Image source: Getty Images.
In February of this year, Coca-Cola's board of directors gave investors a reason to cheer. The business hiked its quarterly dividend payout 4% to $0.53. This is the 64th consecutive year that such a move was made. That shows an incredible commitment to the company's shareholders.
Since the start of 2010, Coca-Cola has returned almost $102 billion to investors via dividend payments. This equals 28% of the current market cap.
If a business is able to build a monster streak like this one, it's a clear sign of its consistency and staying power. Coca-Cola has stood the test of time, operating through numerous periods of uncertainty, including wars, recessions, and technology cycles, only to continue its success. Investors have every reason to be confident that this business will still be dominating the beverage market a century from now.
Coca-Cola's impressive profits also virtually eliminate the risk of the dividend being suspended. In the past decade, the company has reported an average quarterly operating margin of 26.9%. It generates sizable cash flow, giving it the financial horsepower to continue returning capital to shareholders. Not even the black swan event of the pandemic that derailed the global economy in 2020 disrupted Coca-Cola's ability to pay its dividend.

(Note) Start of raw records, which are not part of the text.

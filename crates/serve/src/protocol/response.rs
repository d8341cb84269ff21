//! The mutable response a handler fills in, and its wire rendering.
//!
//! Rendering is shared by both protocols: HTTP writes a status line, FastCGI a
//! CGI `Status:` header, and both follow it with the same header block and
//! blank line.

use std::io;
use std::io::Write;

use bytes::{BufMut, BytesMut};
use http::header::{CONNECTION, CONTENT_LENGTH, CONTENT_TYPE, DATE, SERVER};
use http::{HeaderMap, HeaderName, HeaderValue};

use crate::protocol::{Status, Version};

/// Value of the `Server` header injected into every response.
pub const SERVER_NAME: &str = "micro-serve";

/// Initial buffer size reserved for a rendered preamble
const INIT_HEAD_SIZE: usize = 512;

/// A response under construction.
///
/// Header names are case-insensitive and a later insert replaces an earlier
/// value. A fresh response already carries `Date` and `Server`.
#[derive(Debug, Clone)]
pub struct Response {
    status: Status,
    headers: HeaderMap,
    body: BytesMut,
}

impl Default for Response {
    fn default() -> Self {
        Self::new()
    }
}

impl Response {
    pub fn new() -> Self {
        let mut headers = HeaderMap::with_capacity(8);
        headers.insert(DATE, http_date());
        headers.insert(SERVER, HeaderValue::from_static(SERVER_NAME));
        Self { status: Status::Ok, headers, body: BytesMut::new() }
    }

    /// Builds a stock response: the status, its canned HTML page and the
    /// matching `Content-Type` and `Content-Length` headers.
    pub fn stock(status: Status) -> Self {
        let mut response = Self::new();
        response.status = status;
        response.body.extend_from_slice(status.stock_body().as_bytes());
        response.headers.insert(CONTENT_TYPE, HeaderValue::from_static(mime::TEXT_HTML_UTF_8.as_ref()));
        response.headers.insert(CONTENT_LENGTH, HeaderValue::from(response.body.len()));
        response
    }

    pub fn status(&self) -> Status {
        self.status
    }

    pub fn set_status(&mut self, status: Status) {
        self.status = status;
    }

    pub fn headers(&self) -> &HeaderMap {
        &self.headers
    }

    pub fn headers_mut(&mut self) -> &mut HeaderMap {
        &mut self.headers
    }

    /// Returns the header value as a string, if present and visible ASCII.
    pub fn header(&self, name: &str) -> Option<&str> {
        self.headers.get(name).and_then(|value| value.to_str().ok())
    }

    /// Sets a header, replacing any previous value under the same name.
    ///
    /// # Errors
    ///
    /// Fails when `name` is not a valid header name or `value` contains
    /// bytes not allowed in a header value.
    pub fn insert_header(&mut self, name: &str, value: &str) -> Result<(), http::Error> {
        let name = HeaderName::from_bytes(name.as_bytes())?;
        let value = HeaderValue::from_str(value)?;
        self.headers.insert(name, value);
        Ok(())
    }

    pub fn body(&self) -> &[u8] {
        &self.body
    }

    /// Mutable access to the pending body bytes.
    ///
    /// After a partial send the buffer only holds what was appended since.
    pub fn body_mut(&mut self) -> &mut BytesMut {
        &mut self.body
    }

    pub fn set_body(&mut self, body: impl AsRef<[u8]>) {
        self.body.clear();
        self.body.extend_from_slice(body.as_ref());
    }

    pub fn append_body(&mut self, body: impl AsRef<[u8]>) {
        self.body.extend_from_slice(body.as_ref());
    }

    /// Whether the response asks for the transport to be closed after it.
    pub fn wants_close(&self) -> bool {
        self.headers.get_all(CONNECTION).iter().any(|value| {
            value.as_bytes().split(|b| *b == b',').any(|token| token.trim_ascii().eq_ignore_ascii_case(b"close"))
        })
    }

    /// Renders `HTTP/x.y <code> <reason>\r\n`, the header block and the blank line.
    ///
    /// HTTP/1.0 requests are answered with `HTTP/1.0`, everything else with `HTTP/1.1`.
    pub fn encode_head(&self, version: Version, dst: &mut BytesMut) -> io::Result<()> {
        dst.reserve(INIT_HEAD_SIZE);
        let version = if version == Version::HTTP_10 { Version::HTTP_10 } else { Version::HTTP_11 };
        write!(FastWrite(dst), "{version} {} {}\r\n", self.status.code(), self.status.reason())?;
        self.encode_headers(dst);
        Ok(())
    }

    /// Renders the CGI preamble, `Status: <code> <reason>\r\n` followed by the
    /// header block and the blank line.
    pub fn encode_cgi_head(&self, dst: &mut BytesMut) -> io::Result<()> {
        dst.reserve(INIT_HEAD_SIZE);
        write!(FastWrite(dst), "Status: {} {}\r\n", self.status.code(), self.status.reason())?;
        self.encode_headers(dst);
        Ok(())
    }

    fn encode_headers(&self, dst: &mut BytesMut) {
        for (header_name, header_value) in &self.headers {
            dst.put_slice(header_name.as_ref());
            dst.put_slice(b": ");
            dst.put_slice(header_value.as_ref());
            dst.put_slice(b"\r\n");
        }
        dst.put_slice(b"\r\n");
    }
}

/// The current time in RFC 1123 format, e.g. `Sun, 06 Nov 1994 08:49:37 GMT`.
fn http_date() -> HeaderValue {
    let mut buf = faf_http_date::get_date_buff_no_key();
    faf_http_date::get_date_no_key(&mut buf);
    HeaderValue::from_bytes(&buf[..]).unwrap_or_else(|_| HeaderValue::from_static("Thu, 01 Jan 1970 00:00:00 GMT"))
}

/// Writer over `BytesMut` for `write!` without an intermediate `String`.
struct FastWrite<'a>(&'a mut BytesMut);

impl Write for FastWrite<'_> {
    fn write(&mut self, buf: &[u8]) -> io::Result<usize> {
        self.0.put_slice(buf);
        Ok(buf.len())
    }

    fn flush(&mut self) -> io::Result<()> {
        Ok(())
    }
}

You've now decided that adding Coca-Cola to your portfolio is the right move. This is a safe stock to buy and hold. It will certainly provide valuable peace of mind.
However, it's important for investors to set the right expectations. Coca-Cola's shares are unlikely to beat the market over the long term. In the past decade, the beverage giant produced a total return of 152%, meaningfully lagging the S&P 500 index. There's no reason to believe the future will be any different.
That's because Coca-Cola is an extremely mature company. It essentially has universal adoption, as it's in more than 200 countries and territories. This naturally limits growth potential.
Don't be discouraged, though. This is a competitively advantaged, predictable, and highly stable business that dividend investors can own with confidence.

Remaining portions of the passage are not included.